From the entries below, please output exactly the lines starting at the one containing "use crate::cli::registry::CommandEntry;" and ending at the one containing "fn set_value(context: &mut", both included.

----- Exercise material -----

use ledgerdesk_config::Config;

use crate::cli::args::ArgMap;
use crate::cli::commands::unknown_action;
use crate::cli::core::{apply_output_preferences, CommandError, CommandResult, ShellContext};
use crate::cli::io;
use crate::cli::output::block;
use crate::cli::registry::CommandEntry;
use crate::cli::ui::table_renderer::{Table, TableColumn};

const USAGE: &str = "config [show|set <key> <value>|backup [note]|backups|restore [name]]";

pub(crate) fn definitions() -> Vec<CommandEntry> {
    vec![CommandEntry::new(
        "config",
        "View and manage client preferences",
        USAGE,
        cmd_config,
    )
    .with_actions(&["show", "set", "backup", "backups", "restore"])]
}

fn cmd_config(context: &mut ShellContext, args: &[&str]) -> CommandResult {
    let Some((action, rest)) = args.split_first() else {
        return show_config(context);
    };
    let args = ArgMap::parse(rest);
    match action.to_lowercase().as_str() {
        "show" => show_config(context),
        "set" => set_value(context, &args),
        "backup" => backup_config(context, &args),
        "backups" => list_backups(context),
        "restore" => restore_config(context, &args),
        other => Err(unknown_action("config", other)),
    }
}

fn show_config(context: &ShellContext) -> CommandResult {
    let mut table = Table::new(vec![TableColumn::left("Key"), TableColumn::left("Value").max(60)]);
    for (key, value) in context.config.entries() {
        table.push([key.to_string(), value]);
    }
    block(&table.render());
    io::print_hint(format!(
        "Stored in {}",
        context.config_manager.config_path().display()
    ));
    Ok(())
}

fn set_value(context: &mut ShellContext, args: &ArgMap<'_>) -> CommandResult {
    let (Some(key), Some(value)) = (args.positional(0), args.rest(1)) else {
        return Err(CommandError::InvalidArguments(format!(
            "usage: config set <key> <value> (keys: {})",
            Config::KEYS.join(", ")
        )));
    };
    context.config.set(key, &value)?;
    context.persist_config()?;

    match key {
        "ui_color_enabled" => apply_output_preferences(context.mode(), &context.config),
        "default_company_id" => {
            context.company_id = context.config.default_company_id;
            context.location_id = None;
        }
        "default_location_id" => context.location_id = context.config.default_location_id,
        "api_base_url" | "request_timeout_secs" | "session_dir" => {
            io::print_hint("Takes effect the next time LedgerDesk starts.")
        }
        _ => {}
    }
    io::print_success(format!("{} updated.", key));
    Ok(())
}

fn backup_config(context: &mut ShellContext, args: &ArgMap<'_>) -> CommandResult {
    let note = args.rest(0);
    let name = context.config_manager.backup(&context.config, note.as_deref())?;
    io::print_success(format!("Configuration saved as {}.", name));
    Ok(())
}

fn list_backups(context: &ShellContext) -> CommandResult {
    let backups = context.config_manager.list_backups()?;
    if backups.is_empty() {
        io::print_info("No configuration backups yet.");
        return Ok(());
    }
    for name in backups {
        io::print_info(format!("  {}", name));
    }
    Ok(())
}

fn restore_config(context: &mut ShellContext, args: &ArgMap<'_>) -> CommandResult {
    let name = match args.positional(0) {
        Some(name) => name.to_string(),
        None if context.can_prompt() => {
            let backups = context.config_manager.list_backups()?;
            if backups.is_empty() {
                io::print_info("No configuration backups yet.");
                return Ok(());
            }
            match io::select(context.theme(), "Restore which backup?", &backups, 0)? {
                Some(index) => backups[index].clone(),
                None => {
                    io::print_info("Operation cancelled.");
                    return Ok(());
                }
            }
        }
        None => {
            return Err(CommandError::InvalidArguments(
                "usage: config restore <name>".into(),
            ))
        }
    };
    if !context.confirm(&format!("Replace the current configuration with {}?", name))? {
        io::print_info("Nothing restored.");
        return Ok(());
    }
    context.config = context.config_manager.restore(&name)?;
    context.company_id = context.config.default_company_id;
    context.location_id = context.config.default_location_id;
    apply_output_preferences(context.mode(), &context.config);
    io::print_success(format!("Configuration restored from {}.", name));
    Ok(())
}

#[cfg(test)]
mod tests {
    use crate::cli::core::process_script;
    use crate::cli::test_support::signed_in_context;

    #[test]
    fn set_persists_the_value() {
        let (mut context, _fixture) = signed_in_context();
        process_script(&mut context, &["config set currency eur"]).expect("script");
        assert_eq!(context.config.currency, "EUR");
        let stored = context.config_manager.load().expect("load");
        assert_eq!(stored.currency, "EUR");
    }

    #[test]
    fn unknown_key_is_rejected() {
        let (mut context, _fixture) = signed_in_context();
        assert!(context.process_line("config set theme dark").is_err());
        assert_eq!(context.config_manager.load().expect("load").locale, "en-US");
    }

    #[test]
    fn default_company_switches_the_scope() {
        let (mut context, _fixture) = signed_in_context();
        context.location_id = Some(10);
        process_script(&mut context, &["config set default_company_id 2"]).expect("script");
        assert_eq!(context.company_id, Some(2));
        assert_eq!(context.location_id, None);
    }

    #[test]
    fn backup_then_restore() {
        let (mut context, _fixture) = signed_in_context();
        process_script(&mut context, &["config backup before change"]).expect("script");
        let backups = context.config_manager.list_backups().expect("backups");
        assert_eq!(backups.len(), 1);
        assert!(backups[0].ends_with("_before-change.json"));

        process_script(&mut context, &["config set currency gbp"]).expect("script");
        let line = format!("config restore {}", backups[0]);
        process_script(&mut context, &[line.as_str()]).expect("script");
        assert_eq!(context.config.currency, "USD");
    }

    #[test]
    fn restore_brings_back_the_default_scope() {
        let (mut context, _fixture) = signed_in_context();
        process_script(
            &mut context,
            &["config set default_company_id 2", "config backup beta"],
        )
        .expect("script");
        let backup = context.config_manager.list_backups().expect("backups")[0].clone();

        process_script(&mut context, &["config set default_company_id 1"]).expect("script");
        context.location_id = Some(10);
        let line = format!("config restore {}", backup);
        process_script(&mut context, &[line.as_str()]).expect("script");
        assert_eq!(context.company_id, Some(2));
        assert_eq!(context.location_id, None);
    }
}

-----
----- Exercise material -----

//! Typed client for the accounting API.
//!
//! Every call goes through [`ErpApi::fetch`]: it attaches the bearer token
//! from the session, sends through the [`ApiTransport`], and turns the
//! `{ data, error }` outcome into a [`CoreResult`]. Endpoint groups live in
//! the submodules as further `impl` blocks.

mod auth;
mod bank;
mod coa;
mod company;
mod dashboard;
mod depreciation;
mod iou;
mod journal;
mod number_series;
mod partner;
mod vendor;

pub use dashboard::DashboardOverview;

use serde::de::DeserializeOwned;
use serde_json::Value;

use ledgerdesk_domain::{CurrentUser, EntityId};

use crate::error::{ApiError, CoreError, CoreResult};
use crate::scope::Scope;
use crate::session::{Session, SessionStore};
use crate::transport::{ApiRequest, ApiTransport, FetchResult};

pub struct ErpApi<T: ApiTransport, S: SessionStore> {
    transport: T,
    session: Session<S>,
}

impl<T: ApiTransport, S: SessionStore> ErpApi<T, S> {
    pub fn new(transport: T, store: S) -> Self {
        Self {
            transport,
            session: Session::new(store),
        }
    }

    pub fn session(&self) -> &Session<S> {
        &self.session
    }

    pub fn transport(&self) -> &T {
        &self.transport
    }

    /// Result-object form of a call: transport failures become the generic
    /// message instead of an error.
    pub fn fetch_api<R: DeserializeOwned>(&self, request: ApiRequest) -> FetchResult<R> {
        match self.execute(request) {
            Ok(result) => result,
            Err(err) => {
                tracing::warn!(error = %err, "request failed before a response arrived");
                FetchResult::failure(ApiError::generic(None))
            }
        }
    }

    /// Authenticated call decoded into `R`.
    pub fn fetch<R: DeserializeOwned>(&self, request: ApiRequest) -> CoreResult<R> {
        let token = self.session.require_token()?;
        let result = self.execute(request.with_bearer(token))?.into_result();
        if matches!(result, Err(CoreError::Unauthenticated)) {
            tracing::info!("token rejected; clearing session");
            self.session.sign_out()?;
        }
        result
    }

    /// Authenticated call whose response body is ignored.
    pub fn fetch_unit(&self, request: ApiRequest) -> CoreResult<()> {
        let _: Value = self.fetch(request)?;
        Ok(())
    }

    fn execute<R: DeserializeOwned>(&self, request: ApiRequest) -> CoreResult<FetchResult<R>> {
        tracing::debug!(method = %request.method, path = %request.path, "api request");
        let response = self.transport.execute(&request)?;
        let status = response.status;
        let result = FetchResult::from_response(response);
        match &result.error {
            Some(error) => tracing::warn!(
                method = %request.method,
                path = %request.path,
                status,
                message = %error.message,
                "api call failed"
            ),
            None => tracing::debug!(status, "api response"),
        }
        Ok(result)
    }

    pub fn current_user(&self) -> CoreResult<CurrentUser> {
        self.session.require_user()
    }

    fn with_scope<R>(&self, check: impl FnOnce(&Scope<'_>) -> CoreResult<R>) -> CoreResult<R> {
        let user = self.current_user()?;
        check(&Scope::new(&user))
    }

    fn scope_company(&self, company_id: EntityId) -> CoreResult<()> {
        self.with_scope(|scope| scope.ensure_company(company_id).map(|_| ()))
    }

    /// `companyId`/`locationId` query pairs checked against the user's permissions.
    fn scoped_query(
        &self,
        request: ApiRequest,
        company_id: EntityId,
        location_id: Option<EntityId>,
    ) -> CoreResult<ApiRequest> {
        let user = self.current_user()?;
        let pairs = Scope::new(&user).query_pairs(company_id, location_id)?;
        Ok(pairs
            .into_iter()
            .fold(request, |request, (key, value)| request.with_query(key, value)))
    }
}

-----

# [Expected output]
use crate::cli::registry::CommandEntry;
use crate::cli::ui::table_renderer::{Table, TableColumn};

const USAGE: &str = "config [show|set <key> <value>|backup [note]|backups|restore [name]]";

pub(crate) fn definitions() -> Vec<CommandEntry> {
    vec![CommandEntry::new(
        "config",
        "View and manage client preferences",
        USAGE,
        cmd_config,
    )
    .with_actions(&["show", "set", "backup", "backups", "restore"])]
}

fn cmd_config(context: &mut ShellContext, args: &[&str]) -> CommandResult {
    let Some((action, rest)) = args.split_first() else {
        return show_config(context);
    };
    let args = ArgMap::parse(rest);
    match action.to_lowercase().as_str() {
        "show" => show_config(context),
        "set" => set_value(context, &args),
        "backup" => backup_config(context, &args),
        "backups" => list_backups(context),
        "restore" => restore_config(context, &args),
        other => Err(unknown_action("config", other)),
    }
}

fn show_config(context: &ShellContext) -> CommandResult {
    let mut table = Table::new(vec![TableColumn::left("Key"), TableColumn::left("Value").max(60)]);
    for (key, value) in context.config.entries() {
        table.push([key.to_string(), value]);
    }
    block(&table.render());
    io::print_hint(format!(
        "Stored in {}",
        context.config_manager.config_path().display()
    ));
    Ok(())
}

fn set_value(context: &mut ShellContext, args: &ArgMap<'_>) -> CommandResult {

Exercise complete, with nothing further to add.